The first step to learning Adobe Flash is learning its “language,” ActionScript. A class will start you off with this method, where you learn how to give the program commands. Different symbols and words tell the program to animate this, increase the size of that, and insert video here. The ActionScript is the most important part of Flash use to learn. The language will begin to make sense when you start using multiple commands to create one overall page or image.
The next step is actually applying this language and learning all the capabilities of Flash. You can learn how to animate text, graphics, and photographs, how to create interactive applications, how to insert sound and video, how to work different elements together in one web page, and even how to create games.
Finally, there’s the editing and formatting. When you create one of these elements, say animation, for example, there is a lot more flexibility in editing when you use the ActionScript programming language rather than simply animating directly on an animation program. Now that you know the commands, you can simply go in and alter them to get a different effect. You are sort of editing from behind the scenes, and it makes things a lot easier. Newer versions of Flash include newer versions of ActionScript, which is not to say that the language itself has changed, but the capabilities of the language, instead. These changes make mastering the language and applying it easier, like a feature to save and reuse codes so it becomes like a quick command on your toolbar. You will also learn how to take your projects and import and export them to different documents, presentations, and web pages.
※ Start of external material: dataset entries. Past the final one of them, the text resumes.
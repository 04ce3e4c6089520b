//! Planning module for sync operations.
//!
//! This module resolves the configuration against the schema registry,
//! compares it with the recorded and observed state, and turns the
//! difference into an executable plan.

mod desired;
mod diff;
mod plan;
mod executor;

pub use desired::{find_desired, resolve_all, DesiredResource};
pub use diff::{DiffDetail, DiffEngine, DiffResult, DiffType, ObservedResources, ResourceDiff};
pub use plan::{ActionType, PlannedAction, SyncPlan};
pub use executor::{ActionResult, ExecutionResult, PlanExecutor};
use crate::daemon::bridge::Bridge;
use crate::daemon::{DBUS_NAME, DBUS_PATH};
use anyhow::{Context, Result};
use std::sync::Arc;
use zbus::interface;

pub struct RefreshService {
    bridge: Arc<Bridge>,
}

impl RefreshService {
    pub fn new(bridge: Arc<Bridge>) -> Self {
        Self { bridge }
    }
}

fn failed(e: anyhow::Error) -> zbus::fdo::Error {
    zbus::fdo::Error::Failed(format!("{:#}", e))
}

#[interface(name = "com.github.meow.Refresh")]
impl RefreshService {
    async fn initialize(
        &self,
        refresh_interval_minutes: i32,
        enable_notifications: bool,
    ) -> zbus::fdo::Result<()> {
        tracing::info!(refresh_interval_minutes, enable_notifications, "D-Bus Initialize called");
        self.bridge
            .initialize(i64::from(refresh_interval_minutes), enable_notifications)
            .map_err(failed)
    }

    async fn schedule(&self, refresh_interval_minutes: i32) -> zbus::fdo::Result<()> {
        tracing::info!(refresh_interval_minutes, "D-Bus Schedule called");
        self.bridge
            .schedule(i64::from(refresh_interval_minutes))
            .map_err(failed)
    }

    async fn schedule_with_delay(&self, delay_minutes: i32) -> zbus::fdo::Result<()> {
        tracing::info!(delay_minutes, "D-Bus ScheduleWithDelay called");
        self.bridge.schedule_with_delay(i64::from(delay_minutes));
        Ok(())
    }

    async fn cancel(&self) -> zbus::fdo::Result<()> {
        tracing::info!("D-Bus Cancel called");
        self.bridge.cancel();
        Ok(())
    }

    async fn trigger_now(&self) -> bool {
        tracing::info!("D-Bus TriggerNow called");
        self.bridge.trigger_now().await
    }

    async fn set_debug_logging(&self, enabled: bool) -> zbus::fdo::Result<()> {
        self.bridge.set_debug_logging(enabled).map_err(failed)
    }

    #[zbus(property)]
    async fn refresh_interval_minutes(&self) -> u32 {
        self.bridge.interval().minutes()
    }

    #[zbus(property)]
    async fn debug_logging_enabled(&self) -> bool {
        self.bridge.debug_logging()
    }
}

pub async fn start_dbus_server(bridge: Arc<Bridge>) -> Result<zbus::Connection> {
    let connection = zbus::connection::Builder::session()
        .context("Failed to connect to session D-Bus")?
        .name(DBUS_NAME)?
        .serve_at(DBUS_PATH, RefreshService::new(bridge))?
        .build()
        .await
        .context("Failed to register D-Bus service")?;

    tracing::info!(name = DBUS_NAME, path = DBUS_PATH, "D-Bus service registered");
    Ok(connection)
}
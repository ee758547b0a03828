use anyhow::{Context, Result};
use async_trait::async_trait;
use std::time::Duration;

#[derive(Debug, Clone)]
pub struct HttpResponse {
    pub status: u16,
    pub body: Vec<u8>,
}

impl HttpResponse {
    pub fn is_ok(&self) -> bool {
        self.status == 200
    }
}

/// Transport-level failures are `Err`; any received response, whatever its
/// status, is `Ok`.
#[async_trait]
pub trait HttpFetcher: Send + Sync {
    async fn get(&self, url: &str, accept: Option<&str>) -> Result<HttpResponse>;
}

pub struct ReqwestFetcher {
    client: reqwest::Client,
}

impl ReqwestFetcher {
    pub fn new(timeout: Duration) -> Result<Self> {
        let client = reqwest::Client::builder()
            .timeout(timeout)
            .user_agent(concat!("meow-refresh/", env!("CARGO_PKG_VERSION")))
            .build()
            .context("Failed to build HTTP client")?;

        Ok(Self { client })
    }
}

#[async_trait]
impl HttpFetcher for ReqwestFetcher {
    async fn get(&self, url: &str, accept: Option<&str>) -> Result<HttpResponse> {
        let mut request = self.client.get(url);
        if let Some(accept) = accept {
            request = request.header("Accept", accept);
        }

        let response = request
            .send()
            .await
            .with_context(|| format!("Request to {} failed", url))?;

        let status = response.status().as_u16();
        let body = response
            .bytes()
            .await
            .with_context(|| format!("Failed to read body from {}", url))?;

        tracing::debug!(url, status, bytes = body.len(), "HTTP GET finished");

        Ok(HttpResponse {
            status,
            body: body.to_vec(),
        })
    }
}
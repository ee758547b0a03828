mod app;
mod bridge;
mod dbus;
mod scheduler;
#[cfg(test)]
mod testing;

use crate::core::logging::LogControl;
use crate::core::settings::Settings;
use anyhow::Result;

pub use app::build_engine;

pub const DBUS_NAME: &str = "com.github.meow.Refresh";
pub const DBUS_PATH: &str = "/com/github/meow/Refresh";

pub async fn run(settings: Settings, logs: LogControl) -> Result<()> {
    tracing::info!("Starting meow-refresh daemon");

    app::run(settings, logs).await
}
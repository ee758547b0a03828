use crate::core::error::RefreshError;
use chrono::{DateTime, FixedOffset, Local, NaiveDateTime, SecondsFormat, TimeZone};
use serde::{Deserialize, Serialize};
use std::path::Path;
use std::time::Duration;

pub const DEFAULT_INTERVAL_MINUTES: i64 = 5;
pub const NOTIFICATION_TITLE: &str = "New cat is ready!";
pub const NOTIFICATION_BODY: &str = "Open the app to see the latest cat picture.";

#[derive(Debug, Clone, PartialEq, Eq, Serialize, Deserialize)]
#[serde(rename_all = "camelCase")]
pub struct CatPayload {
    #[serde(default)]
    pub id: String,
    pub url: String,
    pub created_at: String,
    #[serde(default)]
    pub cached_path: String,
}

impl CatPayload {
    pub fn new(
        id: String,
        url: String,
        created_at: DateTime<FixedOffset>,
        cached_path: &Path,
    ) -> Self {
        Self {
            id,
            url,
            created_at: format_timestamp(created_at),
            cached_path: cached_path.to_string_lossy().to_string(),
        }
    }

    /// `None` when `created_at` is not a timestamp we understand, which
    /// callers treat as a stale cache.
    pub fn created_at_instant(&self) -> Option<DateTime<FixedOffset>> {
        parse_timestamp(&self.created_at)
    }
}

pub fn format_timestamp(at: DateTime<FixedOffset>) -> String {
    at.to_rfc3339_opts(SecondsFormat::Millis, false)
}

pub fn parse_timestamp(value: &str) -> Option<DateTime<FixedOffset>> {
    if let Ok(parsed) = DateTime::parse_from_rfc3339(value) {
        return Some(parsed);
    }

    // Offset-less values are taken as local wall-clock time.
    let naive = NaiveDateTime::parse_from_str(value, "%Y-%m-%dT%H:%M:%S%.f").ok()?;
    Local
        .from_local_datetime(&naive)
        .earliest()
        .map(|local| local.fixed_offset())
}

/// Minutes between refreshes. Never below one minute.
#[derive(Debug, Clone, Copy, PartialEq, Eq, PartialOrd, Ord, Hash)]
pub struct RefreshInterval(u32);

impl RefreshInterval {
    pub fn from_minutes(minutes: i64) -> Self {
        Self(minutes.clamp(1, u32::MAX as i64) as u32)
    }

    pub fn minutes(&self) -> u32 {
        self.0
    }

    pub fn as_duration(&self) -> Duration {
        Duration::from_secs(u64::from(self.0) * 60)
    }

    pub fn as_chrono(&self) -> chrono::Duration {
        chrono::Duration::minutes(i64::from(self.0))
    }
}

impl Default for RefreshInterval {
    fn default() -> Self {
        Self::from_minutes(DEFAULT_INTERVAL_MINUTES)
    }
}

impl std::fmt::Display for RefreshInterval {
    fn fmt(&self, f: &mut std::fmt::Formatter<'_>) -> std::fmt::Result {
        write!(f, "{}m", self.0)
    }
}

#[derive(Debug, Clone, PartialEq, Eq, Serialize)]
pub struct RefreshNotice {
    pub title: String,
    pub body: String,
}

impl Default for RefreshNotice {
    fn default() -> Self {
        Self {
            title: NOTIFICATION_TITLE.to_string(),
            body: NOTIFICATION_BODY.to_string(),
        }
    }
}

#[derive(Debug)]
pub enum Outcome {
    Skipped,
    Refreshed {
        payload: CatPayload,
        notice: RefreshNotice,
    },
    Failed(RefreshError),
}

impl Outcome {
    pub fn is_refreshed(&self) -> bool {
        matches!(self, Outcome::Refreshed { .. })
    }

    pub fn label(&self) -> &'static str {
        match self {
            Outcome::Skipped => "skipped",
            Outcome::Refreshed { .. } => "refreshed",
            Outcome::Failed(_) => "failed",
        }
    }
}

#[cfg(test)]
mod tests {
    use super::*;
    use chrono::Timelike;

    fn fixed(rfc3339: &str) -> DateTime<FixedOffset> {
        DateTime::parse_from_rfc3339(rfc3339).unwrap()
    }

    #[test]
    fn test_payload_serialization_roundtrip() {
        let created = fixed("2026-10-16T09:41:07.250+02:00");
        let payload = CatPayload::new(
            "abc123".to_string(),
            "https://cataas.com/cat/abc123.png".to_string(),
            created,
            Path::new("/var/lib/meow/cats/cat_1791012067250.png"),
        );

        let json = serde_json::to_string(&payload).unwrap();
        assert!(json.contains("\"createdAt\""));
        assert!(json.contains("\"cachedPath\""));

        let deserialized: CatPayload = serde_json::from_str(&json).unwrap();
        assert_eq!(deserialized, payload);
        assert_eq!(deserialized.created_at_instant(), Some(created));
    }

    #[test]
    fn test_payload_missing_id_defaults_to_empty() {
        let json = r#"{"url":"https://cataas.com/cat/1","createdAt":"2026-10-16T09:00:00Z","cachedPath":"/tmp/a.jpg"}"#;
        let payload: CatPayload = serde_json::from_str(json).unwrap();
        assert_eq!(payload.id, "");
    }

    #[test]
    fn test_format_keeps_offset_and_millis() {
        let at = fixed("2026-10-16T09:41:07.250-05:00");
        assert_eq!(format_timestamp(at), "2026-10-16T09:41:07.250-05:00");
    }

    #[test]
    fn test_parse_timestamp_variants() {
        assert!(parse_timestamp("2026-10-16T09:41:07Z").is_some());
        assert!(parse_timestamp("2026-10-16T09:41:07.123456+01:00").is_some());

        let naive = parse_timestamp("2026-10-16T09:41:07.500").unwrap();
        assert_eq!(naive.hour(), 9);
        assert_eq!(naive.minute(), 41);

        assert!(parse_timestamp("yesterday").is_none());
        assert!(parse_timestamp("").is_none());
    }

    #[test]
    fn test_interval_is_clamped_to_one_minute() {
        assert_eq!(RefreshInterval::from_minutes(0).minutes(), 1);
        assert_eq!(RefreshInterval::from_minutes(-12).minutes(), 1);
        assert_eq!(RefreshInterval::from_minutes(15).minutes(), 15);
        assert_eq!(RefreshInterval::default().minutes(), 5);
        assert_eq!(
            RefreshInterval::from_minutes(2).as_duration(),
            Duration::from_secs(120)
        );
    }

    #[test]
    fn test_outcome_labels() {
        assert_eq!(Outcome::Skipped.label(), "skipped");
        assert!(!Outcome::Skipped.is_refreshed());
        let failed = Outcome::Failed(RefreshError::DownloadFailed("404".to_string()));
        assert_eq!(failed.label(), "failed");
    }
}
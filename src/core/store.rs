use crate::core::models::{CatPayload, RefreshInterval};
use anyhow::{Context, Result};
use serde_json::Value;
use std::collections::BTreeMap;
use std::path::{Path, PathBuf};
use std::sync::Mutex;

pub const CACHE_KEY: &str = "cat_cache";
pub const HISTORY_KEY: &str = "cat_history";
pub const INTERVAL_KEY: &str = "refresh_interval_minutes";

/// Process-wide key-value storage. `set_many` applies all entries or none.
pub trait KeyValueStore: Send + Sync {
    fn get(&self, key: &str) -> Result<Option<Value>>;
    fn set_many(&self, entries: Vec<(&str, Value)>) -> Result<()>;
}

/// All keys live in a single JSON object on disk, replaced by rename on
/// every write.
pub struct JsonFileStore {
    path: PathBuf,
    write_lock: Mutex<()>,
}

impl JsonFileStore {
    pub fn new(path: PathBuf) -> Self {
        Self {
            path,
            write_lock: Mutex::new(()),
        }
    }

    pub fn path(&self) -> &Path {
        &self.path
    }

    fn load(&self) -> Result<BTreeMap<String, Value>> {
        if !self.path.exists() {
            return Ok(BTreeMap::new());
        }

        let content = std::fs::read_to_string(&self.path)
            .with_context(|| format!("Failed to read state file: {}", self.path.display()))?;

        if content.trim().is_empty() {
            return Ok(BTreeMap::new());
        }

        serde_json::from_str(&content)
            .with_context(|| format!("Failed to parse state file: {}", self.path.display()))
    }

    fn save(&self, map: &BTreeMap<String, Value>) -> Result<()> {
        if let Some(parent) = self.path.parent() {
            std::fs::create_dir_all(parent)
                .with_context(|| format!("Failed to create {}", parent.display()))?;
        }

        let tmp = self.path.with_extension("json.tmp");
        let content = serde_json::to_string_pretty(map)?;
        std::fs::write(&tmp, content)
            .with_context(|| format!("Failed to write {}", tmp.display()))?;
        std::fs::rename(&tmp, &self.path)
            .with_context(|| format!("Failed to replace {}", self.path.display()))?;

        tracing::debug!(path = ?self.path, "Saved state");
        Ok(())
    }
}

impl KeyValueStore for JsonFileStore {
    fn get(&self, key: &str) -> Result<Option<Value>> {
        Ok(self.load()?.remove(key))
    }

    fn set_many(&self, entries: Vec<(&str, Value)>) -> Result<()> {
        let _guard = self
            .write_lock
            .lock()
            .map_err(|_| anyhow::anyhow!("state write lock poisoned"))?;

        let mut map = self.load()?;
        for (key, value) in entries {
            map.insert(key.to_string(), value);
        }
        self.save(&map)
    }
}

pub fn read_interval(store: &dyn KeyValueStore, fallback: RefreshInterval) -> RefreshInterval {
    match store.get(INTERVAL_KEY) {
        Ok(Some(value)) => value
            .as_i64()
            .map(RefreshInterval::from_minutes)
            .unwrap_or(fallback),
        Ok(None) => fallback,
        Err(e) => {
            tracing::warn!(error = %e, "Failed to read refresh interval, using fallback");
            fallback
        }
    }
}

pub fn save_interval(store: &dyn KeyValueStore, minutes: i64) -> Result<RefreshInterval> {
    let interval = RefreshInterval::from_minutes(minutes);
    store.set_many(vec![(INTERVAL_KEY, Value::from(interval.minutes()))])?;
    tracing::info!(%interval, "Saved refresh interval");
    Ok(interval)
}

/// `None` both when nothing is cached and when the cached value is unreadable.
pub fn read_current(store: &dyn KeyValueStore) -> Result<Option<CatPayload>> {
    let Some(value) = store.get(CACHE_KEY)? else {
        return Ok(None);
    };

    match serde_json::from_value(value) {
        Ok(payload) => Ok(Some(payload)),
        Err(e) => {
            tracing::warn!(error = %e, "Cached cat is malformed, ignoring");
            Ok(None)
        }
    }
}

pub fn read_history(store: &dyn KeyValueStore) -> Result<Vec<CatPayload>> {
    let Some(value) = store.get(HISTORY_KEY)? else {
        return Ok(Vec::new());
    };

    match serde_json::from_value(value) {
        Ok(history) => Ok(history),
        Err(e) => {
            tracing::warn!(error = %e, "Cat history is malformed, starting over");
            Ok(Vec::new())
        }
    }
}
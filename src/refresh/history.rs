use crate::core::models::CatPayload;
use std::collections::HashSet;
use std::path::PathBuf;

pub const MAX_HISTORY: usize = 30;

#[derive(Debug, Clone, PartialEq, Eq)]
pub struct HistoryUpdate {
    /// Most recent first, unique by `cached_path`, at most `cap` entries.
    pub entries: Vec<CatPayload>,
    /// Paths that were referenced before and no longer are.
    pub released: Vec<PathBuf>,
}

impl HistoryUpdate {
    pub fn retained_paths(&self) -> HashSet<PathBuf> {
        self.entries
            .iter()
            .map(|entry| PathBuf::from(&entry.cached_path))
            .collect()
    }
}

/// Puts `latest` at the front of `previous`. Older entries sharing a path
/// with a newer one are dropped, as are entries without a path and anything
/// beyond `cap`.
pub fn prepend(previous: Vec<CatPayload>, latest: CatPayload, cap: usize) -> HistoryUpdate {
    let cap = cap.max(1);
    let mut seen: HashSet<String> = HashSet::new();
    if !latest.cached_path.is_empty() {
        seen.insert(latest.cached_path.clone());
    }

    let mut entries = Vec::with_capacity(cap);
    entries.push(latest);

    for entry in &previous {
        if entries.len() >= cap {
            break;
        }
        if entry.cached_path.is_empty() || !seen.insert(entry.cached_path.clone()) {
            continue;
        }
        entries.push(entry.clone());
    }

    let mut released = Vec::new();
    let mut released_seen = HashSet::new();
    for entry in previous {
        if entry.cached_path.is_empty() || seen.contains(&entry.cached_path) {
            continue;
        }
        if released_seen.insert(entry.cached_path.clone()) {
            released.push(PathBuf::from(entry.cached_path));
        }
    }

    HistoryUpdate { entries, released }
}
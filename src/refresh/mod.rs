mod engine;
mod fetcher;
mod files;
mod history;

pub use engine::{EngineConfig, RefreshEngine};
#[allow(unused_imports)]
pub use fetcher::{HttpFetcher, HttpResponse, ReqwestFetcher};
#[allow(unused_imports)]
pub use files::{DiskFileStore, FileStore};
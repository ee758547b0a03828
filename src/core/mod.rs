pub mod clock;
pub mod error;
pub mod logging;
pub mod models;
pub mod notifications;
pub mod settings;
pub mod store;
Adobe Flash is a bit more complicated and technical than your average office program, thanks largely in part to ActionScript. However, with the focused intensive attention of a class, you can master it – or, at least, learn it well. This program is obviously the most worthwhile to learn for illustrators, designers, web designers, and web hosts. But it can also be extremely helpful to know for anyone who is in the position of needing marketing or improved web activity for their business on a low budget.